We want our stores to be a “happy place”
Target (TGT) plans to adjust its marketing approach for heritage months like Pride Month after some consumer disruptions affected sales in the second quarter.
“Listening to guest feedback and evolving is part of what we do every day,” Christina Hennington, chief growth officer of Target, said on a media call about the company’s second-quarter earnings. “Some of the changes we’ll be making to our Heritage Month collections going forward will look like this: We’ll have a slightly more focused lineup, we’ll evolve our store and digital presentations, we’ll revisit the mix of owning national brands with our external partners. And so on… you’ll see us celebrate these moments heritage, but with these modifications.
Target CEO Brian Cornell told Yahoo Finance on the call that consumers view Target as their “happy place,” and that the retailer will do what it can to adapt to that expectation.
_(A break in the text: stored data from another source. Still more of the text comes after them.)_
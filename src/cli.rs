//! # CLI Interface
//!
//! Command-line structure for `coldsign` using `clap` derive. Subcommands:
//! `sign`, `addr`, `encode` and `version`. A bare intent file path is
//! accepted in place of `sign <file>`.

use clap::{Args, Parser, Subcommand};
use std::ffi::OsString;
use std::path::{Path, PathBuf};

/// Air-gapped signer for EIP-1559 ETH transfers.
#[derive(Parser, Debug)]
#[command(
    name = "coldsign",
    about = "Offline EIP-1559 transfer signer",
    version,
    propagate_version = true
)]
pub struct ColdsignCli {
    /// Print debug logs to stderr (also enabled by COLDSIGN_DEBUG=1).
    #[arg(long, global = true)]
    pub verbose: bool,

    #[command(subcommand)]
    pub command: Commands,
}

#[derive(Subcommand, Debug)]
pub enum Commands {
    /// Review an intent and, with --sign, sign it.
    Sign(SignArgs),
    /// Derive and print the address for an account index.
    Addr(AddrArgs),
    /// Wrap intent JSON into a coldintent:v1: envelope.
    Encode(EncodeArgs),
    /// Print version information and exit.
    Version,
}

#[derive(Args, Debug)]
pub struct SignArgs {
    /// Intent file: JSON or a coldintent:v1: envelope.
    pub intent_file: Option<PathBuf>,

    /// Read the intent from the first line of stdin instead of a file.
    #[arg(long, conflicts_with = "intent_file")]
    pub intent_stdin: bool,

    /// Authorize signing. Without it the intent is only reviewed.
    #[arg(long)]
    pub sign: bool,

    /// Skip the interactive confirmation gate (dangerous).
    #[arg(long)]
    pub yes: bool,

    /// JSON policy file overriding the built-in limits.
    #[arg(long, env = "COLDSIGN_POLICY")]
    pub policy: Option<PathBuf>,

    /// Sender address the derived key must match.
    #[arg(long, value_name = "ADDRESS")]
    pub expect_from: Option<String>,
}

#[derive(Args, Debug)]
pub struct AddrArgs {
    /// BIP-44 account index (m/44'/60'/0'/0/INDEX).
    #[arg(long)]
    pub index: u32,
}

#[derive(Args, Debug)]
pub struct EncodeArgs {
    /// Intent JSON file; stdin when omitted.
    pub json_file: Option<PathBuf>,
}

const SUBCOMMANDS: &[&str] = &["sign", "addr", "encode", "version", "help"];

/// `coldsign <intent-file> [flags]` is treated as `coldsign sign <intent-file> [flags]`.
pub fn with_default_subcommand(mut args: Vec<OsString>) -> Vec<OsString> {
    let insert = match args.get(1) {
        Some(first) => {
            let s = first.to_string_lossy();
            !s.starts_with('-')
                && !SUBCOMMANDS.contains(&s.as_ref())
                && Path::new(first).is_file()
        }
        None => false,
    };
    if insert {
        args.insert(1, OsString::from("sign"));
    }
    args
}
Reuters reported that conservative media outlets and some Republican politicians called transgender designer Eric Carnell’s Pride Month collection, which appeared in stores in May, “satanic.” These places made allegations that Target was marketing products to children.
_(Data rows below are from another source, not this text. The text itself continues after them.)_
//! Pipeline Integration Tests
//!
//! End-to-end signing runs through a scripted terminal:
//! - Envelope and raw JSON transport
//! - Policy rejection before any prompt
//! - Confirmation gate normalization
//! - Sender mismatch before build
//! - Decode of the signed output

use coldsign::intent::encode_envelope;
use coldsign::pipeline::{self, ExitStatus, SignOutcome, SignRequest};
use coldsign::security::ConfirmationGate;
use coldsign::tx::decode_signed_transaction;
use coldsign::{ErrorCode, Policy, PolicyConfig, ScriptedTerminal};

const ABANDON: &str = "abandon abandon abandon abandon abandon abandon abandon abandon abandon abandon abandon about";
const ABANDON_ADDR: &str = "0x9858EfFD232B4033E47d90003D41EC34EcaEda94";
const VITALIK: &str = "0xd8dA6BF26964aF9D7eEd9e03E53415D37aA96045";

// MARK: - Helpers

fn intent(chain_id: u64, max_fee: &str, from_address: Option<&str>) -> String {
    let mut v = serde_json::json!({
        "version": 1,
        "kind": "ETH_SEND",
        "chainId": chain_id,
        "from": { "type": "bip44_index", "index": 0 },
        "to": VITALIK,
        "valueWei": "1000000000000000000",
        "nonce": 0,
        "maxFeePerGasWei": max_fee,
        "maxPriorityFeePerGasWei": "1000000000"
    });
    if let Some(addr) = from_address {
        v["fromAddress"] = serde_json::json!(addr);
    }
    v.to_string()
}

fn signing(input: &str) -> SignRequest<'_> {
    SignRequest {
        input,
        authorize: true,
        ..Default::default()
    }
}

// MARK: - Scenarios

#[test]
fn scenario_a_envelope_signs() {
    let envelope = encode_envelope(intent(1, "20000000000", Some(ABANDON_ADDR)).as_bytes());
    let quoted = format!("\"{}\"\n", envelope);

    let mut term = ScriptedTerminal::new(["d8da 6045", ABANDON, ""]);
    let outcome = pipeline::run(&Policy::default(), &signing(&quoted), &mut term).unwrap();
    assert_eq!(outcome.exit_status(), ExitStatus::Success);

    let signed = match outcome {
        SignOutcome::Signed(signed) => signed,
        other => panic!("expected a signature, got {:?}", other),
    };
    assert_eq!(signed.from_checksummed(), ABANDON_ADDR);

    let decoded = decode_signed_transaction(&signed.raw).unwrap();
    assert!(decoded.roundtrip_equal);
    assert!(decoded.quick_checks().all_pass());
    assert_eq!(decoded.hash, signed.hash);
    assert_eq!(decoded.from, signed.from);
}

#[test]
fn scenario_b_fee_cap_rejected_before_prompts() {
    let json = intent(1, "300000000000", Some(ABANDON_ADDR));
    let mut term = ScriptedTerminal::new(["d8da 6045", ABANDON, ""]);

    let err = pipeline::run(&Policy::default(), &signing(&json), &mut term).unwrap_err();
    assert_eq!(err.code, ErrorCode::PolicyViolation);
    assert!(err.message.contains("maxFeePerGas"));
    assert!(term.prompts.is_empty());
}

#[test]
fn scenario_c_confirmation_normalized() {
    let gate = ConfirmationGate::with_code(VITALIK, "ab12");
    assert!(gate.matches("AB 12"));

    let json = intent(1, "20000000000", Some(ABANDON_ADDR));
    let mut term = ScriptedTerminal::new(["  D8DA6045 ", ABANDON, ""]);
    let outcome = pipeline::run(&Policy::default(), &signing(&json), &mut term).unwrap();
    assert!(matches!(outcome, SignOutcome::Signed(_)));
}

#[test]
fn scenario_d_sender_mismatch() {
    let json = intent(1, "20000000000", Some(VITALIK));
    let mut term = ScriptedTerminal::new(["d8da 6045", ABANDON, ""]);

    let err = pipeline::run(&Policy::default(), &signing(&json), &mut term).unwrap_err();
    assert_eq!(err.code, ErrorCode::AddressMismatch);
    assert!(err.message.contains(ABANDON_ADDR));
    assert!(!err.message.contains("abandon "));
    assert_eq!(term.remaining(), 0);
}

// MARK: - Policy and sender sources

#[test]
fn non_mainnet_rejected_by_default() {
    let json = intent(11155111, "20000000000", Some(ABANDON_ADDR));
    let mut term = ScriptedTerminal::new(Vec::<String>::new());
    let err = pipeline::run(&Policy::default(), &signing(&json), &mut term).unwrap_err();
    assert_eq!(err.code, ErrorCode::PolicyViolation);
    assert_eq!(err.details.as_deref(), Some("chain"));
}

#[test]
fn configured_policy_allows_testnet() {
    let config = PolicyConfig {
        allowed_chain_ids: Some(vec![11155111]),
        ..Default::default()
    };
    let policy = Policy::from_config(config).unwrap();
    let json = intent(11155111, "20000000000", None);

    let request = SignRequest {
        input: &json,
        authorize: true,
        skip_confirmation: true,
        expected_sender: Some(ABANDON_ADDR),
    };
    let mut term = ScriptedTerminal::new([ABANDON, ""]);
    let outcome = pipeline::run(&policy, &request, &mut term).unwrap();

    match outcome {
        SignOutcome::Signed(signed) => {
            let decoded = decode_signed_transaction(&signed.raw).unwrap();
            assert_eq!(decoded.chain_id, 11155111);
        }
        other => panic!("expected a signature, got {:?}", other),
    }
}

#[test]
fn passphrase_changes_sender() {
    let json = intent(1, "20000000000", Some(ABANDON_ADDR));
    let request = SignRequest {
        input: &json,
        authorize: true,
        skip_confirmation: true,
        ..Default::default()
    };
    let mut term = ScriptedTerminal::new([ABANDON, "trezor"]);
    let err = pipeline::run(&Policy::default(), &request, &mut term).unwrap_err();
    assert_eq!(err.code, ErrorCode::AddressMismatch);
}

#[test]
fn messy_mnemonic_input_still_derives() {
    let json = intent(1, "20000000000", Some(ABANDON_ADDR));
    let request = SignRequest {
        input: &json,
        authorize: true,
        skip_confirmation: true,
        ..Default::default()
    };
    let messy = format!("  {}  ", ABANDON.to_uppercase().replace(' ', " \t "));
    let mut term = ScriptedTerminal::new([messy.as_str(), "   "]);
    let outcome = pipeline::run(&Policy::default(), &request, &mut term).unwrap();
    assert!(matches!(outcome, SignOutcome::Signed(_)));
}

#[test]
fn invalid_mnemonic_fails_closed() {
    let json = intent(1, "20000000000", Some(ABANDON_ADDR));
    let request = SignRequest {
        input: &json,
        authorize: true,
        skip_confirmation: true,
        ..Default::default()
    };
    let mut term = ScriptedTerminal::new(["abandon abandon abandon", ""]);
    let err = pipeline::run(&Policy::default(), &request, &mut term).unwrap_err();
    assert_eq!(err.code, ErrorCode::InvalidMnemonic);
    assert!(!err.to_string().contains("abandon abandon"));
}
The company’s decision in late May to remove certain LGBTQ-themed merchandise after a customer backlash fueled by conservative messaging sparked more global reactions via social media.
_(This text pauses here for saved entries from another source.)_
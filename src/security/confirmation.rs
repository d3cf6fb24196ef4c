//! Confirmation Gate
//!
//! Human-in-the-loop check before any key material is requested. The
//! operator retypes a fragment of the destination address on the
//! controlling terminal. A wrong answer cancels the run; it is not an error.

use ethers_core::types::Address;

use crate::error::ColdsignResult;
use crate::utils::crypto::to_checksum_address;
use crate::utils::format::separator;
use crate::utils::tty::Terminal;

use super::secure_memory::secure_compare;

/// Hex chars taken from each end of the destination
const FRAGMENT_LEN: usize = 4;

/// Operator's answer at the gate
#[derive(Debug, Clone, Copy, PartialEq, Eq)]
pub enum Confirmation {
    Confirmed,
    Rejected,
}

/// Confirmation code bound to one destination address
#[derive(Debug, Clone)]
pub struct ConfirmationGate {
    destination: String,
    code: String,
}

impl ConfirmationGate {
    /// Code is the first and last four hex chars of the destination,
    /// lowercased: `0xAb12...Cd34` gives `"ab12 cd34"`.
    pub fn for_destination(to: &Address) -> Self {
        let destination = to_checksum_address(to.as_bytes());
        let body = destination[2..].to_ascii_lowercase();
        let code = format!(
            "{} {}",
            &body[..FRAGMENT_LEN],
            &body[body.len() - FRAGMENT_LEN..]
        );
        Self { destination, code }
    }

    /// Build a gate around an explicit code.
    pub fn with_code(destination: impl Into<String>, code: impl Into<String>) -> Self {
        Self {
            destination: destination.into(),
            code: code.into(),
        }
    }

    pub fn code(&self) -> &str {
        &self.code
    }

    pub fn destination(&self) -> &str {
        &self.destination
    }

    /// Case-folded, whitespace-insensitive comparison against the code.
    pub fn matches(&self, response: &str) -> bool {
        let expected = normalize_response(&self.code);
        let got = normalize_response(response);
        secure_compare(expected.as_bytes(), got.as_bytes())
    }

    /// Show the code once and read the answer from `terminal`.
    pub fn confirm(&self, terminal: &mut dyn Terminal) -> ColdsignResult<Confirmation> {
        terminal.show("")?;
        terminal.show(&separator("CONFIRM SIGNING"))?;
        terminal.show("Destination address:")?;
        terminal.show(&self.destination)?;
        terminal.show("")?;
        terminal.show("Re-type the destination address fragment exactly as shown:")?;
        terminal.show(&self.code)?;

        let response = terminal.read_line("> ")?;
        if self.matches(&response) {
            Ok(Confirmation::Confirmed)
        } else {
            Ok(Confirmation::Rejected)
        }
    }
}

fn normalize_response(s: &str) -> String {
    s.chars()
        .filter(|c| !c.is_whitespace())
        .flat_map(char::to_lowercase)
        .collect()
}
The executives targeted on the media call said there have been incidents of shoppers threatening employees and damaging Pride-themed merchandise and displays. Target said the hype hurt second-quarter sales.
Once Target addressed the group, Cornell added on the call, sales trends began to gradually improve.
“Looking forward, we’ll continue to celebrate Pride and other heritage moments, which is just one part of our commitment to supporting diverse teams and guests,” Cornell explained. “However, as we navigate an ever-changing operational and social environment, we are applying what we have learned to ensure we remain close to our guests and their expectations of Target.”
Despite a course correction mid-quarter, Target had a tough three months.
Second-quarter comparable sales were down 5.4% from a year ago.
The discounter cut its full-year earnings forecast on Tuesday, warning that general economic malaise, rising interest rates, and uncertainty that student loan payments will resume in a few weeks could continue to take a toll.